What you need to do =
Read through the records. Copy each line that has the word "destination".

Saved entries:
╔══

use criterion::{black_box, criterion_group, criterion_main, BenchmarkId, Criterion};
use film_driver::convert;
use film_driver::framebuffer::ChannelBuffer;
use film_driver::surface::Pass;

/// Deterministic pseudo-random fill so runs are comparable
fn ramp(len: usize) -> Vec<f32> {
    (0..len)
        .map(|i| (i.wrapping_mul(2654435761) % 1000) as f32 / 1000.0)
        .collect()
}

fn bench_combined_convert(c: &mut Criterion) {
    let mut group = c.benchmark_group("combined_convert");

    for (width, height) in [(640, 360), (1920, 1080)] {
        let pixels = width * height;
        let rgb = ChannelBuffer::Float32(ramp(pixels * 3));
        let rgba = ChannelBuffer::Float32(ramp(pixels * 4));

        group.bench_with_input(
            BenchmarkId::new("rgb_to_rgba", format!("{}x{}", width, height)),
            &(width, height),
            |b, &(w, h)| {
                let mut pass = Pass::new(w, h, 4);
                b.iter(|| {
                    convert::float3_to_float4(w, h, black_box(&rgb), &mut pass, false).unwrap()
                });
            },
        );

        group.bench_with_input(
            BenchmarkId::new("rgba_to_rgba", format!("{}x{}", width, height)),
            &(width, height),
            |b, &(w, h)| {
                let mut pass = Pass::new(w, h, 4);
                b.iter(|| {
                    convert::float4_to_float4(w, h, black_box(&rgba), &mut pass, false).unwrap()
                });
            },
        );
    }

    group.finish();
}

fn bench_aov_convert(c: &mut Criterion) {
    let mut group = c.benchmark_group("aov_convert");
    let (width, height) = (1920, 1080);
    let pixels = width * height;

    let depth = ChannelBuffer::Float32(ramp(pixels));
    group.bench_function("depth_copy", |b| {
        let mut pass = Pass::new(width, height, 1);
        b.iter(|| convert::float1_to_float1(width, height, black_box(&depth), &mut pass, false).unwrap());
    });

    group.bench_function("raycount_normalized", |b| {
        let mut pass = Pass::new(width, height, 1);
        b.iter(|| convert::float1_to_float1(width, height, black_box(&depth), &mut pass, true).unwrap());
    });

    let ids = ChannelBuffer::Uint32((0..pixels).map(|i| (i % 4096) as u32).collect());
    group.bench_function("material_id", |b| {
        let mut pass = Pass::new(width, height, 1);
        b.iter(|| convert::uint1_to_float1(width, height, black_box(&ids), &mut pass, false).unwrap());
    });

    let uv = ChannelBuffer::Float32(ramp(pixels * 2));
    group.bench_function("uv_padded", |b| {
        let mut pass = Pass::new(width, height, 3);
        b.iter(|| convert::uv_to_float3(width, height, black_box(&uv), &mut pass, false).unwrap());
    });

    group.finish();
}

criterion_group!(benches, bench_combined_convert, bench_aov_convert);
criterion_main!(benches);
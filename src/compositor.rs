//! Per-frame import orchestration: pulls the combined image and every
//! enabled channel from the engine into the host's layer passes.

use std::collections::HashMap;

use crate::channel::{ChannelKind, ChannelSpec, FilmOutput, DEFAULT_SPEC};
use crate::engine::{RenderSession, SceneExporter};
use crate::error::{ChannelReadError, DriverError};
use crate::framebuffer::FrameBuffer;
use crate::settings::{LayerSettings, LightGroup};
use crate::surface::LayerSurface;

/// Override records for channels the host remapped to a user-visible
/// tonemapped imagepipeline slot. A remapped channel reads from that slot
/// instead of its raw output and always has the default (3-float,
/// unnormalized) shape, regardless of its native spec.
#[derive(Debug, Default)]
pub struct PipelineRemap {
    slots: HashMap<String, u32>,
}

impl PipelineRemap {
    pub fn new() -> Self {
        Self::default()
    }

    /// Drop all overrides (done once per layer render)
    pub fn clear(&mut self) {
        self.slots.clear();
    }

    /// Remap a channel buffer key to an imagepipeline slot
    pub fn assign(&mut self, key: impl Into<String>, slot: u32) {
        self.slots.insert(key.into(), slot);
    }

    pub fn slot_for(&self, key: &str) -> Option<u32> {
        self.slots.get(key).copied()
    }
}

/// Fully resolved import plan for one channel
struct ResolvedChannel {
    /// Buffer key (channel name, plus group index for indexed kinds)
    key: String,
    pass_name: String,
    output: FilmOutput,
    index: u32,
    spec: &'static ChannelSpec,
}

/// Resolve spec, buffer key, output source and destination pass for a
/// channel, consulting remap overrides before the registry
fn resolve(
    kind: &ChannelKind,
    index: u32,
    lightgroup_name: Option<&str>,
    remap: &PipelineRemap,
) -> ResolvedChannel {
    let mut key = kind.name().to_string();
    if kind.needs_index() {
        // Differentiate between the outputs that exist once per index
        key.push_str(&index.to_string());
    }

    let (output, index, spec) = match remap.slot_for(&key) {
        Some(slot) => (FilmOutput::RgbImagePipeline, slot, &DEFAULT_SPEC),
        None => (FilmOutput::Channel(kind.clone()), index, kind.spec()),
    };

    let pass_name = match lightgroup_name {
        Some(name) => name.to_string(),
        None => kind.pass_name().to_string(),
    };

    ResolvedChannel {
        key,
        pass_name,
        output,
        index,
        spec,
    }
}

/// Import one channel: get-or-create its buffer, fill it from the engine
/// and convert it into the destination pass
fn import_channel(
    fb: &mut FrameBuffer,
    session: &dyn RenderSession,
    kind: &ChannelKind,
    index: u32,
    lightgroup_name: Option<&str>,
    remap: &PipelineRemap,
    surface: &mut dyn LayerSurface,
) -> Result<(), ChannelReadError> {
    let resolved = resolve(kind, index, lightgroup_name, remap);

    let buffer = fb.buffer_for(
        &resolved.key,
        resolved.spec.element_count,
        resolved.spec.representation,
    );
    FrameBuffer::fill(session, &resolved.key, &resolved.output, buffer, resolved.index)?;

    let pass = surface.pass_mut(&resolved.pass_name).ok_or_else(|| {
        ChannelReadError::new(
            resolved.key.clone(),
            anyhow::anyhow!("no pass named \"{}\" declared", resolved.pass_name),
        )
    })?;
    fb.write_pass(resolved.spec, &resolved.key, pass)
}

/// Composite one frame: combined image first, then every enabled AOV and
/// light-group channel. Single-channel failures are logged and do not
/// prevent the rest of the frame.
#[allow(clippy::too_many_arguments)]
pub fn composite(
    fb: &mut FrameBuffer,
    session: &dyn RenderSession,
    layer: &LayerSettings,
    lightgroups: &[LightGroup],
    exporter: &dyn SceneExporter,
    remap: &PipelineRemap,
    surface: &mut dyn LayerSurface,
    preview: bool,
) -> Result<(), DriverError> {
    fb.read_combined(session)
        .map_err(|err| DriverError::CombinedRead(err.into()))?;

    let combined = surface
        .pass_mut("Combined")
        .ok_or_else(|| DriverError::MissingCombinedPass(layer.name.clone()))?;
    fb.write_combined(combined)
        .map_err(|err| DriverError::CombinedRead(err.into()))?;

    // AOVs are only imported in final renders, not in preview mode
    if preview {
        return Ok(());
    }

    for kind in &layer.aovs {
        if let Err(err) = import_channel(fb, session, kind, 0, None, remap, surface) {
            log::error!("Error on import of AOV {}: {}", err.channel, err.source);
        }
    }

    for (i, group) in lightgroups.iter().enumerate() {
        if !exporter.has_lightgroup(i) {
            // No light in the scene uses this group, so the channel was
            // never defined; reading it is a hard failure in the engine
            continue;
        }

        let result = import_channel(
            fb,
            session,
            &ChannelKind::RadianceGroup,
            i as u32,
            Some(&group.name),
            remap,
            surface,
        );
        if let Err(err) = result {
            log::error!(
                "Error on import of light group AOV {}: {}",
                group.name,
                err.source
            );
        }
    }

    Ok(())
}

╚══

Your response =
/// Resolve spec, buffer key, output source and destination pass for a
/// and convert it into the destination pass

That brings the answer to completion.